Switching to Jekyll

Published on Monday, March 23, 2015

I decided to switch my blog from FunnelWeb to Jekyll and host it on GitHub Pages. There were some problems along the way so I'm documenting it here in case it might help someone. If you want a more detailed introduction to Jekyll, read Brian Rinaldi's Getting Started with Jekyll post.

Installing Jekyll on Windows

Since I'm not a designer, I decided to choose one of many Jekyll themes and modify if necessary. Changing the theme directly on GitHub would be clumsy, since a lot of files are involved. Also doing little changes and testing the outcome would require a lot of git commits. Instead, I cloned my repository locally and installed Jekyll and its requirements on my Windows machine.

There's a very good tutorial for installing Jekyll on Windows. Unfortunately it's a little bit older. I followed the guide and installed the latest version of x64 build of Ruby, Ruby DevKit, Jekyll, x64 build of Python and Pygments. The latest Ruby version at the time of writing was 2.2.1.

It looked like everything went smoothly, but when trying to run Jekyll serve on my blog repository, it failed. The problem was with one of the Ruby gems called nokogiri. Apparently, it doesn't work with Ruby 2.2.1 on Windows, so I had to fall back to older Ruby version - 2.1.5.

Of course, something had to go wrong with that too. After installing Ruby 2.1.5 x64 and Ruby DevKit, gem installation with the following message:

gem install jekyll
ERROR:  Could not find a valid gem 'jekyll' (>= 0), here is why:
       	Unable to download data from https://rubygems.org/ - SSL_connect returned=1 errno=0 state=SSLv3 read server certificate B: certificate verify failed (https://api.rubygems.org/latest_specs.4.8.gz)

This SO answer helped and I was able to install Jekyll after that.

Since I'm referencing few Ruby gems in _config.yml I had to install those too:

gem install jekyll-sitemap
gem install jekyll-redirect-from
gem install jemoji

Finally, running the following command started the build process and enabled file change watcher. Success!

jekyll serve --watch

I tested several themes locally, before settling up with Pixyll theme.

Creating user repository

There's an easy getting started guide on Smashing Magazine. I ended up with user repository forked from John Otander's Pixyll theme, instead of Jekyll Now that's described in the guide above.
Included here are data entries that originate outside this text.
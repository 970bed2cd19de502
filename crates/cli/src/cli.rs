use std::path::PathBuf;

use clap::{Parser, Subcommand};

use crate::output::OutputFormat;

#[derive(Parser, Debug)]
#[command(name = "cdpctl")]
#[command(about = "Drive a Chromium-based browser over its remote debugging endpoint")]
#[command(version)]
pub struct Cli {
	/// Increase verbosity (-v info, -vv debug)
	#[arg(short, long, global = true, action = clap::ArgAction::Count)]
	pub verbose: u8,

	/// Output format
	#[arg(short = 'f', long, global = true, value_enum, default_value = "text")]
	pub format: OutputFormat,

	/// Debugging endpoint host
	#[arg(long, global = true, default_value = cdp::DEFAULT_DEBUGGING_ADDRESS)]
	pub host: String,

	/// Debugging endpoint port
	#[arg(long, global = true, default_value_t = cdp::DEFAULT_DEBUGGING_PORT)]
	pub port: u16,

	#[command(subcommand)]
	pub command: Commands,
}

impl Cli {
	/// `http://host:port` of the endpoint the global flags point at.
	pub fn endpoint(&self) -> String {
		cdp::http_endpoint(&self.host, self.port)
	}
}

#[derive(Subcommand, Debug)]
pub enum Commands {
	/// Print browser and protocol version
	Version,

	/// List debuggable targets
	#[command(alias = "ls")]
	Tabs {
		/// Include non-page targets (workers, iframes, extensions)
		#[arg(long)]
		all: bool,
	},

	/// Open a new tab
	Open {
		/// URL to load in the new tab
		#[arg(default_value = "about:blank")]
		url: String,
	},

	/// Close a target
	Close {
		/// Target id as printed by `tabs`
		id: String,
	},

	/// Bring a target to the foreground
	Activate {
		/// Target id as printed by `tabs`
		id: String,
	},

	/// Send one protocol command and print its result
	Send {
		/// Fully qualified method, e.g. Page.navigate
		method: String,
		/// Parameters as a JSON object
		params: Option<String>,
		/// Target id (defaults to the first page)
		#[arg(short, long, value_name = "ID")]
		target: Option<String>,
		/// Give up after this many milliseconds
		#[arg(long, value_name = "MS", default_value_t = 30_000)]
		timeout: u64,
	},

	/// Print notifications as they arrive
	Watch {
		/// Notification names, e.g. Network.requestWillBeSent
		#[arg(required = true)]
		events: Vec<String>,
		/// Target id (defaults to the first page)
		#[arg(short, long, value_name = "ID")]
		target: Option<String>,
		/// Exit after this many notifications
		#[arg(short = 'n', long)]
		count: Option<usize>,
		/// Do not send `<Domain>.enable` for the watched domains
		#[arg(long)]
		no_enable: bool,
	},

	/// Launch a browser and keep it running until interrupted
	Launch {
		/// Browser binary (defaults to discovery, see CDP_BROWSER_PATH)
		#[arg(long, value_name = "PATH")]
		executable: Option<PathBuf>,
		/// Working directory for the profile and logs
		#[arg(long, value_name = "DIR")]
		workdir: Option<PathBuf>,
		/// Run without a visible window
		#[arg(long)]
		headless: bool,
		/// Extra browser flag, `name` or `name=value` (repeatable)
		#[arg(long = "flag", value_name = "FLAG", action = clap::ArgAction::Append)]
		flags: Vec<String>,
		/// Append browser stdout/stderr to this file
		#[arg(long, value_name = "FILE")]
		log_file: Option<PathBuf>,
	},
}

impl Commands {
	/// Name reported in the output envelope.
	pub fn name(&self) -> &'static str {
		match self {
			Commands::Version => "version",
			Commands::Tabs { .. } => "tabs",
			Commands::Open { .. } => "open",
			Commands::Close { .. } => "close",
			Commands::Activate { .. } => "activate",
			Commands::Send { .. } => "send",
			Commands::Watch { .. } => "watch",
			Commands::Launch { .. } => "launch",
		}
	}
}
use thiserror::Error;

use crate::output::{CommandError, ErrorCode};

pub type Result<T> = std::result::Result<T, CliError>;

#[derive(Debug, Error)]
pub enum CliError {
	#[error("no target with id {0}")]
	TargetNotFound(String),

	#[error("invalid input: {0}")]
	InvalidInput(String),

	#[error(transparent)]
	Runtime(#[from] cdp::Error),

	#[error(transparent)]
	Json(#[from] serde_json::Error),

	#[error(transparent)]
	Anyhow(#[from] anyhow::Error),
}

impl CliError {
	/// Maps this error onto the structured envelope.
	pub fn to_command_error(&self) -> CommandError {
		let (code, details) = match self {
			CliError::TargetNotFound(id) => (ErrorCode::TargetNotFound, Some(serde_json::json!({ "id": id }))),
			CliError::InvalidInput(_) | CliError::Json(_) => (ErrorCode::InvalidInput, None),
			CliError::Runtime(err) => classify(err),
			CliError::Anyhow(_) => (ErrorCode::InternalError, None),
		};
		CommandError {
			code,
			message: self.to_string(),
			details,
		}
	}
}

fn classify(err: &cdp::Error) -> (ErrorCode, Option<serde_json::Value>) {
	use cdp::Error;

	if err.is_launch_error() {
		return (ErrorCode::BrowserLaunchFailed, None);
	}
	match err {
		Error::Http(_) | Error::DialFailed { .. } => (ErrorCode::EndpointUnreachable, None),
		Error::Query { status: 404, .. } => (ErrorCode::TargetNotFound, None),
		Error::Query { status, .. } => (ErrorCode::EndpointUnreachable, Some(serde_json::json!({ "status": status }))),
		Error::Remote { code, data, .. } => (
			ErrorCode::RemoteError,
			Some(serde_json::json!({ "code": code, "data": data })),
		),
		Error::Timeout { method, duration } => (
			ErrorCode::Timeout,
			Some(serde_json::json!({ "method": method, "timeoutMs": duration.as_millis() as u64 })),
		),
		Error::TargetCrashed => (ErrorCode::TargetCrashed, None),
		Error::ConnectionClosed | Error::Transport(_) | Error::Protocol(_) => (ErrorCode::ConnectionClosed, None),
		Error::InvalidArgument(_) | Error::Json(_) => (ErrorCode::InvalidInput, None),
		Error::Io(_) => (ErrorCode::IoError, None),
		_ => (ErrorCode::InternalError, None),
	}
}
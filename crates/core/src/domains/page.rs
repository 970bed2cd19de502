//! `Page.*` commands.

use base64::Engine;
use cdp_runtime::{Connection, Error, Result};
use serde::{Deserialize, Serialize};
use serde_json::json;

/// Page-domain adapter over one connection.
#[derive(Debug, Clone)]
pub struct Page {
	connection: Connection,
}

/// Result of `Page.navigate`.
#[derive(Debug, Clone, PartialEq, Eq, Deserialize)]
#[serde(rename_all = "camelCase")]
pub struct NavigateResult {
	pub frame_id: String,
	#[serde(default)]
	pub loader_id: Option<String>,
	/// Set when the navigation itself failed (e.g. DNS error).
	#[serde(default)]
	pub error_text: Option<String>,
}

/// Image encoding for `Page.captureScreenshot`.
#[derive(Debug, Clone, Copy, Default, PartialEq, Eq, Serialize)]
#[serde(rename_all = "lowercase")]
pub enum ScreenshotFormat {
	#[default]
	Png,
	Jpeg,
	Webp,
}

#[derive(Deserialize)]
struct ScreenshotResponse {
	data: String,
}

impl Page {
	pub fn new(connection: Connection) -> Self {
		Self { connection }
	}

	/// `Page.enable`: start receiving page lifecycle notifications.
	pub async fn enable(&self) -> Result<()> {
		self.connection.send("Page.enable", json!({})).await.map(drop)
	}

	/// `Page.navigate`.
	pub async fn navigate(&self, url: &str) -> Result<NavigateResult> {
		self.connection.call("Page.navigate", &json!({ "url": url })).await
	}

	/// `Page.reload`.
	pub async fn reload(&self, ignore_cache: bool) -> Result<()> {
		self.connection
			.send("Page.reload", json!({ "ignoreCache": ignore_cache }))
			.await
			.map(drop)
	}

	/// `Page.captureScreenshot`, returning the decoded image bytes.
	///
	/// `quality` only applies to lossy formats.
	pub async fn capture_screenshot(&self, format: ScreenshotFormat, quality: Option<u8>) -> Result<Vec<u8>> {
		let mut params = json!({ "format": format });
		if let Some(quality) = quality.filter(|_| format != ScreenshotFormat::Png) {
			params["quality"] = json!(quality);
		}

		let response: ScreenshotResponse = self.connection.call("Page.captureScreenshot", &params).await?;

		base64::prelude::BASE64_STANDARD
			.decode(&response.data)
			.map_err(|e| Error::Protocol(format!("decode screenshot: {e}")))
	}
}
use std::time::Duration;

use cdp::ConnectionOptions;
use serde_json::Value;
use tracing::info;

use super::{connect, emit};
use crate::error::{CliError, Result};
use crate::output::OutputFormat;

pub async fn execute(
	endpoint: &str,
	method: &str,
	params: Option<&str>,
	target: Option<&str>,
	timeout_ms: u64,
	format: OutputFormat,
) -> Result<()> {
	let params = parse_params(params)?;
	let options = ConnectionOptions::default().with_command_timeout(Some(Duration::from_millis(timeout_ms)));
	let (browser, info, connection) = connect(endpoint, target, options).await?;

	info!(target = %info.id, method, "sending command");
	let outcome = connection.send(method, params).await;
	browser.close().await?;

	emit("send", outcome?, format);
	Ok(())
}

/// Accepts a JSON object, or nothing at all.
fn parse_params(raw: Option<&str>) -> Result<Value> {
	let Some(raw) = raw.map(str::trim).filter(|s| !s.is_empty()) else {
		return Ok(Value::Object(Default::default()));
	};
	match serde_json::from_str(raw)? {
		value @ Value::Object(_) => Ok(value),
		other => Err(CliError::InvalidInput(format!("params must be a JSON object, got {other}"))),
	}
}
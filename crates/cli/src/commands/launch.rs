use std::path::PathBuf;

use anyhow::Context;
use cdp::{Browser, Flags, LaunchOptions, OutputCapture};
use serde_json::json;
use tracing::info;

use super::emit;
use crate::error::{CliError, Result};
use crate::output::OutputFormat;

pub struct LaunchArgs {
	pub host: String,
	pub port: u16,
	pub executable: Option<PathBuf>,
	pub workdir: Option<PathBuf>,
	pub headless: bool,
	pub flags: Vec<String>,
	pub log_file: Option<PathBuf>,
}

impl LaunchArgs {
	fn to_options(&self) -> Result<LaunchOptions> {
		let workdir = self
			.workdir
			.clone()
			.unwrap_or_else(|| std::env::temp_dir().join(format!("cdpctl-{}", self.port)));
		let mut options = LaunchOptions::new(workdir)
			.with_address(self.host.clone())
			.with_port(self.port)
			.headless(self.headless)
			.with_flags(parse_flags(&self.flags)?);
		if let Some(executable) = &self.executable {
			options = options.with_executable(executable.clone());
		}
		if let Some(log_file) = &self.log_file {
			options = options.with_output(OutputCapture::File(log_file.clone()));
		}
		Ok(options)
	}
}

pub async fn execute(args: LaunchArgs, format: OutputFormat) -> Result<()> {
	let options = args.to_options()?;
	let browser = Browser::launch(&options).await?;
	let endpoint = browser.registry().endpoint().to_string();
	info!(%endpoint, browser = %browser.version().browser, "browser ready");

	emit(
		"launch",
		json!({
			"endpoint": endpoint,
			"browser": browser.version().browser,
			"protocolVersion": browser.version().protocol_version,
			"webSocketDebuggerUrl": browser.version().web_socket_debugger_url,
		}),
		format,
	);

	let waited = tokio::signal::ctrl_c().await.context("failed to listen for ctrl-c");
	info!("shutting down browser");
	browser.close().await?;
	waited.map_err(CliError::from)
}

/// Parses `name` and `name=value` pairs; leading dashes are optional.
fn parse_flags(raw: &[String]) -> Result<Flags> {
	let mut flags = Flags::new();
	for entry in raw {
		match entry.split_once('=') {
			Some((name, _)) if name.trim_start_matches('-').is_empty() => {
				return Err(CliError::InvalidInput(format!("flag without a name: {entry}")));
			}
			Some((name, value)) => {
				flags.set(name, value);
			}
			None if entry.trim_start_matches('-').is_empty() => {
				return Err(CliError::InvalidInput("empty flag".into()));
			}
			None => {
				flags.switch(entry);
			}
		}
	}
	Ok(flags)
}

#[cfg(test)]
mod tests {
	use super::*;

	#[test]
	fn flags_accept_switches_and_values() {
		let flags = parse_flags(&["--disable-gpu".into(), "window-size=800,600".into()]).unwrap();
		assert_eq!(flags.to_args(), vec!["--disable-gpu", "--window-size=800,600"]);
	}

	#[test]
	fn nameless_flags_are_rejected() {
		assert!(matches!(parse_flags(&["=1".into()]), Err(CliError::InvalidInput(_))));
		assert!(matches!(parse_flags(&["--".into()]), Err(CliError::InvalidInput(_))));
	}

	#[test]
	fn options_follow_global_endpoint() {
		let args = LaunchArgs {
			host: "127.0.0.1".into(),
			port: 9333,
			executable: Some("/opt/chrome".into()),
			workdir: Some("/tmp/profile".into()),
			headless: true,
			flags: vec!["mute-audio".into()],
			log_file: None,
		};
		let options = args.to_options().unwrap();
		assert_eq!(options.endpoint().unwrap(), "http://127.0.0.1:9333");
		assert_eq!(options.workdir(), std::path::Path::new("/tmp/profile"));
		assert!(options.effective_flags().contains("mute-audio"));
	}
}
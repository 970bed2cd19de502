//! Notification fan-out.
//!
//! An [`EventRouter`] keeps, per notification name, an ordered set of
//! [`EventHandler`]s. The read loop hands every ordinary notification to
//! [`EventRouter::dispatch`], which snapshots the matching handlers and runs
//! them on a separate task so the socket keeps being drained.
//!
//! Handler identity is the shared allocation behind an [`EventHandler`]:
//! clones compare equal, two handlers built from the same closure do not.

use std::collections::HashMap;
use std::future::Future;
use std::panic::AssertUnwindSafe;
use std::pin::Pin;
use std::sync::Arc;
use std::sync::atomic::{AtomicU64, Ordering};

use cdp_protocol::Event;
use futures_util::FutureExt;
use indexmap::IndexMap;
use parking_lot::Mutex;
use serde::Deserialize;
use serde::de::DeserializeOwned;
use serde_json::Value;
use tokio::sync::Semaphore;

use crate::error::Result;

/// Identifier returned by [`EventRouter::subscribe`].
pub type HandlerId = u64;

/// Boxed async handler future.
pub type HandlerFuture = Pin<Box<dyn Future<Output = Result<()>> + Send>>;

type Callback = dyn Fn(&Value) -> serde_json::Result<HandlerFuture> + Send + Sync;

/// A subscriber callback.
///
/// The callback decodes the notification parameters into its own expected
/// shape before it runs; a decode failure skips only this handler.
#[derive(Clone)]
pub struct EventHandler {
	callback: Arc<Callback>,
}

impl EventHandler {
	/// Handler receiving parameters decoded as `T`.
	pub fn new<T, F, Fut>(handler: F) -> Self
	where
		T: DeserializeOwned + Send + 'static,
		F: Fn(T) -> Fut + Send + Sync + 'static,
		Fut: Future<Output = Result<()>> + Send + 'static,
	{
		let callback = move |params: &Value| -> serde_json::Result<HandlerFuture> {
			let decoded = <T as Deserialize>::deserialize(params)?;
			Ok(Box::pin(handler(decoded)))
		};
		Self {
			callback: Arc::new(callback),
		}
	}

	/// Handler receiving the raw parameter object.
	pub fn raw<F, Fut>(handler: F) -> Self
	where
		F: Fn(Value) -> Fut + Send + Sync + 'static,
		Fut: Future<Output = Result<()>> + Send + 'static,
	{
		let callback = move |params: &Value| -> serde_json::Result<HandlerFuture> { Ok(Box::pin(handler(params.clone()))) };
		Self {
			callback: Arc::new(callback),
		}
	}

	/// Returns `true` if both values refer to the same registered callback.
	pub fn same(&self, other: &EventHandler) -> bool {
		Arc::ptr_eq(&self.callback, &other.callback)
	}

	fn prepare(&self, params: &Value) -> serde_json::Result<HandlerFuture> {
		(self.callback)(params)
	}
}

impl std::fmt::Debug for EventHandler {
	fn fmt(&self, f: &mut std::fmt::Formatter<'_>) -> std::fmt::Result {
		f.debug_struct("EventHandler")
			.field("callback", &Arc::as_ptr(&self.callback).cast::<()>())
			.finish()
	}
}

type SubscriptionTable = HashMap<String, IndexMap<HandlerId, EventHandler>>;

struct RouterInner {
	table: Mutex<SubscriptionTable>,
	next_id: AtomicU64,
	/// One permit per notification occurrence whose handlers are running.
	limit: Arc<Semaphore>,
}

/// Per-name subscriber sets with bounded concurrent dispatch.
///
/// Cheap to clone; clones share the same table.
#[derive(Clone)]
pub struct EventRouter {
	inner: Arc<RouterInner>,
}

impl EventRouter {
	/// Creates a router letting at most `concurrency` occurrences run at once.
	pub fn new(concurrency: usize) -> Self {
		Self {
			inner: Arc::new(RouterInner {
				table: Mutex::new(HashMap::new()),
				next_id: AtomicU64::new(1),
				limit: Arc::new(Semaphore::new(concurrency.max(1))),
			}),
		}
	}

	/// Registers `handler` for `name`.
	///
	/// Registering the same handler twice for one name is a no-op and returns
	/// the id of the existing registration.
	pub fn subscribe(&self, name: impl Into<String>, handler: EventHandler) -> HandlerId {
		let name = name.into();
		let mut table = self.inner.table.lock();
		let handlers = table.entry(name).or_default();
		if let Some((id, _)) = handlers.iter().find(|(_, existing)| existing.same(&handler)) {
			return *id;
		}
		let id = self.inner.next_id.fetch_add(1, Ordering::Relaxed);
		handlers.insert(id, handler);
		id
	}

	/// Removes `handler` from `name`. Returns `false` if it was not registered.
	pub fn unsubscribe(&self, name: &str, handler: &EventHandler) -> bool {
		let mut table = self.inner.table.lock();
		let Some(handlers) = table.get_mut(name) else {
			return false;
		};
		let Some(index) = handlers.values().position(|existing| existing.same(handler)) else {
			return false;
		};
		handlers.shift_remove_index(index);
		if handlers.is_empty() {
			table.remove(name);
		}
		true
	}

	/// Removes the registration with `id`, whatever its name.
	pub fn remove(&self, id: HandlerId) -> bool {
		let mut table = self.inner.table.lock();
		let mut emptied = None;
		let mut removed = false;
		for (name, handlers) in table.iter_mut() {
			if handlers.shift_remove(&id).is_some() {
				removed = true;
				if handlers.is_empty() {
					emptied = Some(name.clone());
				}
				break;
			}
		}
		if let Some(name) = emptied {
			table.remove(&name);
		}
		removed
	}

	/// Number of handlers registered for `name`.
	pub fn handler_count(&self, name: &str) -> usize {
		self.inner.table.lock().get(name).map_or(0, IndexMap::len)
	}

	/// Drops every registration.
	pub fn clear(&self) {
		self.inner.table.lock().clear();
	}

	/// Hands one notification occurrence to its subscribers.
	///
	/// Never waits: the occurrence gets its own task, which takes a
	/// concurrency permit and then runs the handlers one after another in
	/// registration order. Handlers may send commands on the connection whose
	/// read loop called this.
	pub(crate) fn dispatch(&self, event: Event) {
		let handlers: Vec<(HandlerId, EventHandler)> = {
			let table = self.inner.table.lock();
			match table.get(&event.method) {
				Some(handlers) => handlers.iter().map(|(id, h)| (*id, h.clone())).collect(),
				None => return,
			}
		};

		let limit = Arc::clone(&self.inner.limit);
		tokio::spawn(async move {
			let Ok(_permit) = limit.acquire_owned().await else {
				return;
			};
			let Event { method, params, .. } = event;
			for (id, handler) in handlers {
				let future = match handler.prepare(&params) {
					Ok(future) => future,
					Err(error) => {
						tracing::warn!(%method, handler = id, %error, "event parameters did not decode for handler");
						continue;
					}
				};
				match AssertUnwindSafe(future).catch_unwind().await {
					Ok(Ok(())) => {}
					Ok(Err(error)) => tracing::warn!(%method, handler = id, %error, "event handler failed"),
					Err(_) => tracing::error!(%method, handler = id, "event handler panicked"),
				}
			}
		});
	}
}

impl Default for EventRouter {
	fn default() -> Self {
		Self::new(crate::config::ConnectionOptions::default().event_concurrency)
	}
}

impl std::fmt::Debug for EventRouter {
	fn fmt(&self, f: &mut std::fmt::Formatter<'_>) -> std::fmt::Result {
		let table = self.inner.table.lock();
		f.debug_struct("EventRouter")
			.field("names", &table.len())
			.field("available_permits", &self.inner.limit.available_permits())
			.finish()
	}
}

#[cfg(test)]
mod tests {
	use std::sync::atomic::AtomicUsize;
	use std::time::Duration;

	use serde::Deserialize;
	use serde_json::json;
	use tokio::sync::mpsc;

	use super::*;

	fn event(method: &str, params: Value) -> Event {
		Event {
			method: method.into(),
			params,
			session_id: None,
		}
	}

	fn counting(counter: Arc<AtomicUsize>) -> EventHandler {
		EventHandler::raw(move |_| {
			let counter = Arc::clone(&counter);
			async move {
				counter.fetch_add(1, Ordering::SeqCst);
				Ok(())
			}
		})
	}

	async fn settle() {
		tokio::time::sleep(Duration::from_millis(50)).await;
	}

	#[tokio::test]
	async fn duplicate_subscribe_invokes_once() {
		let router = EventRouter::new(4);
		let counter = Arc::new(AtomicUsize::new(0));
		let handler = counting(Arc::clone(&counter));

		let first = router.subscribe("Page.loadEventFired", handler.clone());
		let second = router.subscribe("Page.loadEventFired", handler);
		assert_eq!(first, second);
		assert_eq!(router.handler_count("Page.loadEventFired"), 1);

		router.dispatch(event("Page.loadEventFired", json!({})));
		settle().await;
		assert_eq!(counter.load(Ordering::SeqCst), 1);
	}

	#[tokio::test]
	async fn distinct_handlers_both_receive_params() {
		#[derive(Deserialize)]
		#[serde(rename_all = "camelCase")]
		struct RequestWillBeSent {
			request_id: String,
		}

		let router = EventRouter::new(4);
		let (tx, mut rx) = mpsc::unbounded_channel();

		for tag in ["a", "b"] {
			let tx = tx.clone();
			router.subscribe(
				"Network.requestWillBeSent",
				EventHandler::new(move |params: RequestWillBeSent| {
					let tx = tx.clone();
					async move {
						let _ = tx.send((tag, params.request_id));
						Ok(())
					}
				}),
			);
		}

		router.dispatch(event("Network.requestWillBeSent", json!({"requestId": "R1"})));

		let mut seen = vec![rx.recv().await.unwrap(), rx.recv().await.unwrap()];
		seen.sort();
		assert_eq!(seen, vec![("a", "R1".to_string()), ("b", "R1".to_string())]);
	}

	#[tokio::test]
	async fn same_name_handlers_run_in_registration_order() {
		let router = EventRouter::new(4);
		let (tx, mut rx) = mpsc::unbounded_channel();

		for n in 0..5u32 {
			let tx = tx.clone();
			router.subscribe(
				"Runtime.consoleAPICalled",
				EventHandler::raw(move |_| {
					let tx = tx.clone();
					async move {
						// earlier handlers sleep longer; order must still hold
						tokio::time::sleep(Duration::from_millis(u64::from(5 - n) * 5)).await;
						let _ = tx.send(n);
						Ok(())
					}
				}),
			);
		}

		router.dispatch(event("Runtime.consoleAPICalled", json!({})));
		let mut order = Vec::new();
		for _ in 0..5 {
			order.push(rx.recv().await.unwrap());
		}
		assert_eq!(order, vec![0, 1, 2, 3, 4]);
	}

	#[tokio::test]
	async fn decode_failure_skips_only_that_handler() {
		#[derive(Deserialize)]
		struct Strict {
			#[allow(dead_code)]
			required: u32,
		}

		let router = EventRouter::new(4);
		let counter = Arc::new(AtomicUsize::new(0));
		router.subscribe("Page.frameNavigated", EventHandler::new(|_: Strict| async { Ok(()) }));
		router.subscribe("Page.frameNavigated", counting(Arc::clone(&counter)));

		router.dispatch(event("Page.frameNavigated", json!({"frame": {}})));
		settle().await;
		assert_eq!(counter.load(Ordering::SeqCst), 1);
	}

	#[tokio::test]
	async fn unsubscribe_during_dispatch_is_safe() {
		let router = EventRouter::new(4);
		let counter = Arc::new(AtomicUsize::new(0));
		let self_slot: Arc<Mutex<Option<EventHandler>>> = Arc::new(Mutex::new(None));

		let handler = {
			let router = router.clone();
			let slot = Arc::clone(&self_slot);
			let counter = Arc::clone(&counter);
			EventHandler::raw(move |_| {
				let router = router.clone();
				let slot = Arc::clone(&slot);
				let counter = Arc::clone(&counter);
				async move {
					counter.fetch_add(1, Ordering::SeqCst);
					if let Some(me) = slot.lock().take() {
						router.unsubscribe("Target.targetCreated", &me);
					}
					Ok(())
				}
			})
		};
		*self_slot.lock() = Some(handler.clone());
		router.subscribe("Target.targetCreated", handler);

		router.dispatch(event("Target.targetCreated", json!({})));
		settle().await;
		assert_eq!(router.handler_count("Target.targetCreated"), 0);

		router.dispatch(event("Target.targetCreated", json!({})));
		settle().await;
		assert_eq!(counter.load(Ordering::SeqCst), 1);
	}

	#[tokio::test]
	async fn subscribe_from_within_handler_does_not_deadlock() {
		let router = EventRouter::new(4);
		let counter = Arc::new(AtomicUsize::new(0));
		let late = counting(Arc::clone(&counter));

		let router_clone = router.clone();
		router.subscribe(
			"Page.domContentEventFired",
			EventHandler::raw(move |_| {
				let router = router_clone.clone();
				let late = late.clone();
				async move {
					router.subscribe("Page.domContentEventFired", late);
					Ok(())
				}
			}),
		);

		router.dispatch(event("Page.domContentEventFired", json!({})));
		settle().await;
		assert_eq!(router.handler_count("Page.domContentEventFired"), 2);
		// the late subscriber was not part of the first snapshot
		assert_eq!(counter.load(Ordering::SeqCst), 0);
	}

	#[tokio::test]
	async fn remove_by_id_and_clear() {
		let router = EventRouter::new(4);
		let a = router.subscribe("A.a", EventHandler::raw(|_| async { Ok(()) }));
		router.subscribe("B.b", EventHandler::raw(|_| async { Ok(()) }));

		assert!(router.remove(a));
		assert!(!router.remove(a));
		assert_eq!(router.handler_count("A.a"), 0);
		assert!(!router.unsubscribe("A.a", &EventHandler::raw(|_| async { Ok(()) })));

		router.clear();
		assert_eq!(router.handler_count("B.b"), 0);
	}

	#[tokio::test]
	async fn failing_and_panicking_handlers_do_not_stop_later_ones() {
		let router = EventRouter::new(4);
		let counter = Arc::new(AtomicUsize::new(0));
		router.subscribe(
			"Log.entryAdded",
			EventHandler::raw(|_| async { Err(crate::Error::Protocol("boom".into())) }),
		);
		router.subscribe(
			"Log.entryAdded",
			EventHandler::raw(|_| async {
				if true {
					panic!("handler bug");
				}
				Ok(())
			}),
		);
		router.subscribe("Log.entryAdded", counting(Arc::clone(&counter)));

		router.dispatch(event("Log.entryAdded", json!({})));
		settle().await;
		assert_eq!(counter.load(Ordering::SeqCst), 1);
	}

	#[tokio::test]
	async fn occurrences_beyond_the_limit_queue_without_blocking_dispatch() {
		let router = EventRouter::new(1);
		let (release_tx, release_rx) = tokio::sync::oneshot::channel::<()>();
		let release_rx = Arc::new(Mutex::new(Some(release_rx)));
		let (started_tx, mut started_rx) = mpsc::unbounded_channel::<u64>();

		router.subscribe(
			"Slow.event",
			EventHandler::raw(move |params| {
				let release_rx = release_rx.lock().take();
				let started_tx = started_tx.clone();
				async move {
					let _ = started_tx.send(params["n"].as_u64().unwrap_or_default());
					if let Some(rx) = release_rx {
						let _ = rx.await;
					}
					Ok(())
				}
			}),
		);

		router.dispatch(event("Slow.event", json!({"n": 1})));
		assert_eq!(started_rx.recv().await, Some(1));

		// Returns at once even though the only permit is held.
		router.dispatch(event("Slow.event", json!({"n": 2})));
		let queued = tokio::time::timeout(Duration::from_millis(50), started_rx.recv()).await;
		assert!(queued.is_err(), "second occurrence ran while the permit was held");

		release_tx.send(()).unwrap();
		let second = tokio::time::timeout(Duration::from_secs(1), started_rx.recv()).await.unwrap();
		assert_eq!(second, Some(2));
	}
}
In _config.yml file permalink is set to pretty. That's what I want it to be, since I prefer to have date in URL and no extension. My blog posts didn't have date in URL before, so I had also added jekyll-redirect-from gem to gems section. With this gem installed, you can tell Jekyll to create redirects from defined URL to the current page or post. This is done with Front Matter instruction on top of the post. For example:

---
layout: post
title: Resurrection
redirect_from: "/resurrection/"
---

Note that the redirect_from value needs to have trailing slash, otherwise GitHub Pages will serve the generated document as file download instead of a regular page, causing browsers to download it. Hopefully, this will not cause SEO problems since my previous URLs were without the trailing slash.

GitHub itself can serve as an editor for your posts. Since there were only nine posts on my blog, it was not necessary to create some kind of migration tool. I just added them one by one through GitHub repository (they were already in Markdown format).

One thing that needed to be changed was the format of links. Markdown supports two types of links inline and reference. I had reference links in my posts. They were processed correctly on post pages, but post excerpts on home page did not process them - they were displayed in markdown syntax. After switching to inline links it worked correctly.

Domain redirection

My old blog was hosted on ASPnix under a custom subdomain. Following the GitHub guide, I had to delete the subdomain first and create a custom cname record for blog that points to miroslavpopovic.github.io.

Also, FeedBurner had to be redirected to use /feed.xml file instead of /feed. Users that were subscribed to my RSS feed will get one time refresh of all items, since post ids are different.

Disqus was used for my blog comments and since my post URLs are changed, I also needed to create the map between old and new URLs. There's a migrate tool in Admin area of Disqus for that. To get to Admin area, log in to Disqus, and select Admin from your profile drop-down menu on top right. Select your blog if not already selected and go to Discussion / Tools / Upload a URL map. You'll find the instructions on how to create CSV map file and upload it.

Final words

That's it. Migration was relatively straightforward with few problems here and there. My blog is now a Jekyll generated static site hosted on GitHub Pages.

GitHub repository for my blog is available here.